Your goal:
Below are the records; copy out every line that holds the word "target".

The data:
▬▬▬▬▬▬▬▬▬▬

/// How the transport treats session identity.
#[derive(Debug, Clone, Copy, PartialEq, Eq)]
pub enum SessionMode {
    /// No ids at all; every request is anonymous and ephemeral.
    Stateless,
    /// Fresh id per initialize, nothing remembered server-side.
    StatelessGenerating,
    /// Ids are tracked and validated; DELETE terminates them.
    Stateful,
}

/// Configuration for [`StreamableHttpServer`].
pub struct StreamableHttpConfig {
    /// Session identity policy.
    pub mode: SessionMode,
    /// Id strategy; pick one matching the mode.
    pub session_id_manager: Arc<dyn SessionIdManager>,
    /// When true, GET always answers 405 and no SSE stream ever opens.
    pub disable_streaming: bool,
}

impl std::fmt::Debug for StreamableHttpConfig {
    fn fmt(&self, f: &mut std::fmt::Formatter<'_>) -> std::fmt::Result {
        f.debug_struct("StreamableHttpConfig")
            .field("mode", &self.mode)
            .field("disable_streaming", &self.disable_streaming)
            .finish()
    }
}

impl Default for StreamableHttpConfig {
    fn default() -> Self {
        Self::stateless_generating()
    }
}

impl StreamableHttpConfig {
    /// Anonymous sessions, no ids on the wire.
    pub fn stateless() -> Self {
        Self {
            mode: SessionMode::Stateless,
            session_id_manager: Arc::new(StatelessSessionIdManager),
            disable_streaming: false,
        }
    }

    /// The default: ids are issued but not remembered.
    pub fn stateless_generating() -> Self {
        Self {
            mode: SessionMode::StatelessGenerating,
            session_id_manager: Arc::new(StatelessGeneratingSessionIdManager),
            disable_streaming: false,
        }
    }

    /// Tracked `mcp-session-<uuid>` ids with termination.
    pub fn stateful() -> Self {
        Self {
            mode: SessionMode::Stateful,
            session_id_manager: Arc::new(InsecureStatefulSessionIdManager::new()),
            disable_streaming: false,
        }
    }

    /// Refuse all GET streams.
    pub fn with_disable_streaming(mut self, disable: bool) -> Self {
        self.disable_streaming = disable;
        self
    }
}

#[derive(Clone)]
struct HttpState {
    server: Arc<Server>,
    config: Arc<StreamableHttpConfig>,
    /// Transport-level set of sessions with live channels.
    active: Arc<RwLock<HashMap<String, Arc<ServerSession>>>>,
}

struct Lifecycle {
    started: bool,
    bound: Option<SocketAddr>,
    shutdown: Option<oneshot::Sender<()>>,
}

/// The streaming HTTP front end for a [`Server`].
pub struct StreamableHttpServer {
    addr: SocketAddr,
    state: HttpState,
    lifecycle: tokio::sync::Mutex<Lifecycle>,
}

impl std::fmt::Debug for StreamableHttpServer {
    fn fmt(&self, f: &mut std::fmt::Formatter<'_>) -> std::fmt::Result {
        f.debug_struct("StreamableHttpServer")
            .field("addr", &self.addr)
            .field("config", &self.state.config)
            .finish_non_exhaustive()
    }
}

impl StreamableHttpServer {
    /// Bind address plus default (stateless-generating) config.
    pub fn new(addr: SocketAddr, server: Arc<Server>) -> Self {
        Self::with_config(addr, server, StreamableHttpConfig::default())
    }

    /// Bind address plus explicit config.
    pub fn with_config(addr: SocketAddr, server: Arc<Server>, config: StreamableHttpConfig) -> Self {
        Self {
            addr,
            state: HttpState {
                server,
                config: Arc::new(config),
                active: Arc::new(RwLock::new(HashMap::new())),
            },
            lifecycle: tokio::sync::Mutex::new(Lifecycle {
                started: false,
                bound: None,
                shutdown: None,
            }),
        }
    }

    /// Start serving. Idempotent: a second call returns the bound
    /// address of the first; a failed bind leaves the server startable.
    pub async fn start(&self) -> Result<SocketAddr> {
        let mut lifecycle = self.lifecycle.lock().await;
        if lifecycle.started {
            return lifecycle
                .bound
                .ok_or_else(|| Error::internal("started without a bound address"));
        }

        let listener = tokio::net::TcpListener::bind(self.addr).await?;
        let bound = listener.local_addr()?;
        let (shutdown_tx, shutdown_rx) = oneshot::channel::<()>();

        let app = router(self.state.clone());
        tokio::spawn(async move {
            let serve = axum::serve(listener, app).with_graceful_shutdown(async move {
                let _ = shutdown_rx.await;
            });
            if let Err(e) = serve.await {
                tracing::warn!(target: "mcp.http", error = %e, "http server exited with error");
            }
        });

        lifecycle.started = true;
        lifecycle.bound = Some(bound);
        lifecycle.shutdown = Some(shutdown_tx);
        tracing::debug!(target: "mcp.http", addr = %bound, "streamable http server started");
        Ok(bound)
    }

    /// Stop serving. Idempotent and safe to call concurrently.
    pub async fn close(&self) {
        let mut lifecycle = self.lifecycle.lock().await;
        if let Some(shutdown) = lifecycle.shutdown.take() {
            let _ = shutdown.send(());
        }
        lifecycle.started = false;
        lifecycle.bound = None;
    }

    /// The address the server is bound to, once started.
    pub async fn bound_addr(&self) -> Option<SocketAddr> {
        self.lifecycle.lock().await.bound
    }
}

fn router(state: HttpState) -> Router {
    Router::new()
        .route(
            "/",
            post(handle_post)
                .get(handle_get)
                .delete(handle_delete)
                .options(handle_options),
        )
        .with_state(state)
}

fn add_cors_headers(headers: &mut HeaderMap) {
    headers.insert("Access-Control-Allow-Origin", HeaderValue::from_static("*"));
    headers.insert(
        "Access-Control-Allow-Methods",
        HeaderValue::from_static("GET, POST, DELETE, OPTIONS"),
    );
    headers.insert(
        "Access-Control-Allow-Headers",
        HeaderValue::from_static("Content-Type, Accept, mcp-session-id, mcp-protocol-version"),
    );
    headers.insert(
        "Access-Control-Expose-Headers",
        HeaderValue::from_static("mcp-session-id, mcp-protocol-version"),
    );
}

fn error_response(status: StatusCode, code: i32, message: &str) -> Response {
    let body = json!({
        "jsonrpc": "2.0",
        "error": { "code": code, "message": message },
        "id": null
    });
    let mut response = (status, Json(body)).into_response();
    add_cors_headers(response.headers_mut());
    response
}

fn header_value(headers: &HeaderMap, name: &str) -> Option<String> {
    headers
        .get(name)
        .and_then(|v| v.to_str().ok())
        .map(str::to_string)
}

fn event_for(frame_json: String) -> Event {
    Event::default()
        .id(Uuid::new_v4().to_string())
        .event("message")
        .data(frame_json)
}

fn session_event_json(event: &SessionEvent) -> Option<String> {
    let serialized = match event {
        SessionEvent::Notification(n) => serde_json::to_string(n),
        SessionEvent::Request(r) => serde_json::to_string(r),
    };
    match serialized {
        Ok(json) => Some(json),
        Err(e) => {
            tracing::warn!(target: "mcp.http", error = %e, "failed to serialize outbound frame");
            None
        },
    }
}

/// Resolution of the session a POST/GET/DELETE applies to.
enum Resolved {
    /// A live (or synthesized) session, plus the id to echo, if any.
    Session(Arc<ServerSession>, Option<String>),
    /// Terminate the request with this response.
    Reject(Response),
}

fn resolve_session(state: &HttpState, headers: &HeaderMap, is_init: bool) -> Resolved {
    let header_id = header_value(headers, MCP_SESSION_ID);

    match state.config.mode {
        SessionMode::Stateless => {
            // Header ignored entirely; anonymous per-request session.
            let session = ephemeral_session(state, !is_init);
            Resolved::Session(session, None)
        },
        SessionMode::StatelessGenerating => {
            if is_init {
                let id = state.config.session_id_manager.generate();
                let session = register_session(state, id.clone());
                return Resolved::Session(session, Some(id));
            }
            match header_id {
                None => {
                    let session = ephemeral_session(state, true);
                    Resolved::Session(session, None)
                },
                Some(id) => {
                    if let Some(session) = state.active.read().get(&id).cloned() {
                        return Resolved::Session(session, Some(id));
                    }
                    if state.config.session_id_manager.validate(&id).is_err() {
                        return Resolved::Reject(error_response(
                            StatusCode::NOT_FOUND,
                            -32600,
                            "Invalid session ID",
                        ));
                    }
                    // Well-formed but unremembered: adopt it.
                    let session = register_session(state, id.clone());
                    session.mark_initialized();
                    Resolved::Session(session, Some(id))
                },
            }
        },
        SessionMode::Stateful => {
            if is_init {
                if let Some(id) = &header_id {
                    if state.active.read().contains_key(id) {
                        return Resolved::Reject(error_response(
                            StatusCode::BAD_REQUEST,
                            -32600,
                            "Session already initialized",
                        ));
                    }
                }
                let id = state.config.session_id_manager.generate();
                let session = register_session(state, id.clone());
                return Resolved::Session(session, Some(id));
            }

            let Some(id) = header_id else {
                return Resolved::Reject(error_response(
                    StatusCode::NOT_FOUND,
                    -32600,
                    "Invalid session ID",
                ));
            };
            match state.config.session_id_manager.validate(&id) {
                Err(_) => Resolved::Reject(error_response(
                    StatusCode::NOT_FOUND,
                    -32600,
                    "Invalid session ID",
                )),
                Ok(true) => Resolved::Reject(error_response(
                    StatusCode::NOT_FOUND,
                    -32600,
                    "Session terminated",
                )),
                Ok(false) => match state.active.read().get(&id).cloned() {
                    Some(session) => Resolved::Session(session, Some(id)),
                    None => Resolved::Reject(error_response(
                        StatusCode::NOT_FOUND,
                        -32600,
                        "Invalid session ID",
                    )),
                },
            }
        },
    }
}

▬▬▬▬▬▬▬▬▬▬

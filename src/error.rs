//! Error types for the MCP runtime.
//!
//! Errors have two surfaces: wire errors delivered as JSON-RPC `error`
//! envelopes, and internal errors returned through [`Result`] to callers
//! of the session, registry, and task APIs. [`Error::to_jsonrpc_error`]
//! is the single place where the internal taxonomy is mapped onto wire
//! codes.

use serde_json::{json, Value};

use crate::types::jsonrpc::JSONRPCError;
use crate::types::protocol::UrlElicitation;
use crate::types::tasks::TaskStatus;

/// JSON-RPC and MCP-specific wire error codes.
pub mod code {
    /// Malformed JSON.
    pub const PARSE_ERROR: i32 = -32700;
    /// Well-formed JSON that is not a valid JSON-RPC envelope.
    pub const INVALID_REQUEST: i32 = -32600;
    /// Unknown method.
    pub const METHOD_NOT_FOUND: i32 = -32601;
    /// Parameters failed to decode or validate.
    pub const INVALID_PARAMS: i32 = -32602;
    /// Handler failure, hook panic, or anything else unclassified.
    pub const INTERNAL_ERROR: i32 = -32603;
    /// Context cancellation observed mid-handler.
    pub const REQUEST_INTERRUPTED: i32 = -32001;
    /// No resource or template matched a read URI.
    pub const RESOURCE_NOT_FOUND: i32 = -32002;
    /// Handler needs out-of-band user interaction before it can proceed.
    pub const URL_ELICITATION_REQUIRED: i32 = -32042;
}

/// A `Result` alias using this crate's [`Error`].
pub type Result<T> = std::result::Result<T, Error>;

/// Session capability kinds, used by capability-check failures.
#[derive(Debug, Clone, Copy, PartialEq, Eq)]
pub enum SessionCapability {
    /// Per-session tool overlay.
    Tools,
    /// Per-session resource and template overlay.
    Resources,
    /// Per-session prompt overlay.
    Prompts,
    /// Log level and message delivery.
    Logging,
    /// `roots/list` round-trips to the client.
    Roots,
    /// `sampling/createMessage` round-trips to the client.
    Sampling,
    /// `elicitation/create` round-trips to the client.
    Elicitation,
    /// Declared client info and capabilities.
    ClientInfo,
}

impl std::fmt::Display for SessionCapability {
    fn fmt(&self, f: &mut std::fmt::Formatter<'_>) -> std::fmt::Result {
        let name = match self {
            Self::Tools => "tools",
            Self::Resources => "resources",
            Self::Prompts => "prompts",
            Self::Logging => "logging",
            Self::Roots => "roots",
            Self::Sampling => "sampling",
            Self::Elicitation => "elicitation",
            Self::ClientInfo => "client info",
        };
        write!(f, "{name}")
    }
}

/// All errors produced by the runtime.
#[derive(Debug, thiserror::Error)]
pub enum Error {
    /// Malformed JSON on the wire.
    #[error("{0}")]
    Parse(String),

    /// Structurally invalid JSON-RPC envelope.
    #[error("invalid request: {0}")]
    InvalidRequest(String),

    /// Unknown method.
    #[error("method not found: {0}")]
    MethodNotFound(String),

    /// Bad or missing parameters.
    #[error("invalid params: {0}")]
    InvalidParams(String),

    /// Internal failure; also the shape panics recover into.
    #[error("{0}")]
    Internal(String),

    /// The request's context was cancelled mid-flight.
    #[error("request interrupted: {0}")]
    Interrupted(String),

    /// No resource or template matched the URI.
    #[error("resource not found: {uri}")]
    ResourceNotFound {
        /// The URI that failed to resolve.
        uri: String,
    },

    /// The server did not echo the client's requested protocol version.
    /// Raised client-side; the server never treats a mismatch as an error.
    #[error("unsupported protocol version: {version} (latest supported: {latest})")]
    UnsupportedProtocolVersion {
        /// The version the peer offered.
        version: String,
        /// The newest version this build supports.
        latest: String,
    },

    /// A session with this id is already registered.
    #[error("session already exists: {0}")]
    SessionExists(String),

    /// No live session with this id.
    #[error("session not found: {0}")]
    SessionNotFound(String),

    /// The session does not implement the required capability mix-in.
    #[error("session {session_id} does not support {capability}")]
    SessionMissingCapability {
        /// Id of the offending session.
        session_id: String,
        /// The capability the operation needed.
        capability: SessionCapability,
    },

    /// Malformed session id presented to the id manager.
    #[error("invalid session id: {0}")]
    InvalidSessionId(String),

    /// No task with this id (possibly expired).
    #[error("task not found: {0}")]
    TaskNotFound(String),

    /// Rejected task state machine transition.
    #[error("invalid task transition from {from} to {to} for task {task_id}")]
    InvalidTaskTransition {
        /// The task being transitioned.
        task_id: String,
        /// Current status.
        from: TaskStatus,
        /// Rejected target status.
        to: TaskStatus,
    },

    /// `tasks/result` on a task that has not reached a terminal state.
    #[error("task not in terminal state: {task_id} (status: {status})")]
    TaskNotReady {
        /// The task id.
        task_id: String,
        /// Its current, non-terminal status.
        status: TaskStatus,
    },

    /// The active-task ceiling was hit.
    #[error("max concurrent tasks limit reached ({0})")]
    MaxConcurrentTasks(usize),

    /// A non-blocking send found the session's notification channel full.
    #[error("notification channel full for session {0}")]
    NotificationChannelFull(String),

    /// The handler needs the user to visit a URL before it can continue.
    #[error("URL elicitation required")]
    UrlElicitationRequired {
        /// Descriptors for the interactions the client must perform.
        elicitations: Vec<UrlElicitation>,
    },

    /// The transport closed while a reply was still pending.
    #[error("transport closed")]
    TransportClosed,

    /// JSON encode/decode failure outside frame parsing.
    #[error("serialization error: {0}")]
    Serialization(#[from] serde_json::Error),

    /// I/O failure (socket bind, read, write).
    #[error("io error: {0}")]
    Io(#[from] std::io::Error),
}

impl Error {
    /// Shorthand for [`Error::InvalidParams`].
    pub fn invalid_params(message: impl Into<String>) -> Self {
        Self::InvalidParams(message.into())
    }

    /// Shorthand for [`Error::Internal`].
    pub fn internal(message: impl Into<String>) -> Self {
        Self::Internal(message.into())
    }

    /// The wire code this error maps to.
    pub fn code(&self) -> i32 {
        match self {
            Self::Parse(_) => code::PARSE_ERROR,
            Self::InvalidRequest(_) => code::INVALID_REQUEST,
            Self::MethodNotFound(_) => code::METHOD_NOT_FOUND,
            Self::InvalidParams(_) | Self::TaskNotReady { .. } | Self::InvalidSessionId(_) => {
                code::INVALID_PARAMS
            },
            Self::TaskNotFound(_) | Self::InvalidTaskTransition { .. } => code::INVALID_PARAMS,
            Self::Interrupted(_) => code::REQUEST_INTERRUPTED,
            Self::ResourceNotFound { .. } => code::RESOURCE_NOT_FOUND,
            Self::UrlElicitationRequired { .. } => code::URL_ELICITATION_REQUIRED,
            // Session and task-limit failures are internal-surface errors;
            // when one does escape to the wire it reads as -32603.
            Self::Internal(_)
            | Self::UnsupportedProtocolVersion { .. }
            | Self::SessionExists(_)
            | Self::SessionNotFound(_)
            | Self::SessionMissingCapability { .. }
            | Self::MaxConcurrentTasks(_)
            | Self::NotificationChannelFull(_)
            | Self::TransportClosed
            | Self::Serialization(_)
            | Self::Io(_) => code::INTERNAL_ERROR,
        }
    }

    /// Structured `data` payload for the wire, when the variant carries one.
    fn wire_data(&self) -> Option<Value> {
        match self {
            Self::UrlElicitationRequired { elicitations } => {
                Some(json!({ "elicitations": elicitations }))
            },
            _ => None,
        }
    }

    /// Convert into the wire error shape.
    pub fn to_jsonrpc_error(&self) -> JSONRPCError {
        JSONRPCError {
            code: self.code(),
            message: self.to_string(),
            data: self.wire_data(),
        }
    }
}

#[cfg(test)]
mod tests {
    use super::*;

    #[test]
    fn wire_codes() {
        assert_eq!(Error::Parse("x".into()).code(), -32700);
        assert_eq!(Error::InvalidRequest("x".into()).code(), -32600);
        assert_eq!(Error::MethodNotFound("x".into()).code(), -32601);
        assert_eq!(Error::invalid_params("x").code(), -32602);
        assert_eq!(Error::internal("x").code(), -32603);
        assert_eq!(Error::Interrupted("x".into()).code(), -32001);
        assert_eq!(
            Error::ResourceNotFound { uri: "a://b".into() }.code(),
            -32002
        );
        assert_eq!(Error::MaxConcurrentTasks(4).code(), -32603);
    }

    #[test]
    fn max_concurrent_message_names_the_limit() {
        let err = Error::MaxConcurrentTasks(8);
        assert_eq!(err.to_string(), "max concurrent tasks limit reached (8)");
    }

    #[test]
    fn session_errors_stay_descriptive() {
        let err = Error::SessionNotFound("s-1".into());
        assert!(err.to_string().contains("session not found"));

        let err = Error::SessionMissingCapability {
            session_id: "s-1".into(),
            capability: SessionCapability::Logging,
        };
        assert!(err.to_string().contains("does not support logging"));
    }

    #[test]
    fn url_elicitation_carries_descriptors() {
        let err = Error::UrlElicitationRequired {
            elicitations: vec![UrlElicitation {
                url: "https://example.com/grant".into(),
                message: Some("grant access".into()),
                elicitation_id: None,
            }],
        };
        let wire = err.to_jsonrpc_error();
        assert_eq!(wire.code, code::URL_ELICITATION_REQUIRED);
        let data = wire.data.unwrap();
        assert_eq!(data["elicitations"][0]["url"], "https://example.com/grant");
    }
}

▬▬▬▬▬▬▬▬▬▬

Your response:
                tracing::warn!(target: "mcp.http", error = %e, "http server exited with error");
        tracing::debug!(target: "mcp.http", addr = %bound, "streamable http server started");
            tracing::warn!(target: "mcp.http", error = %e, "failed to serialize outbound frame");
        /// Rejected target status.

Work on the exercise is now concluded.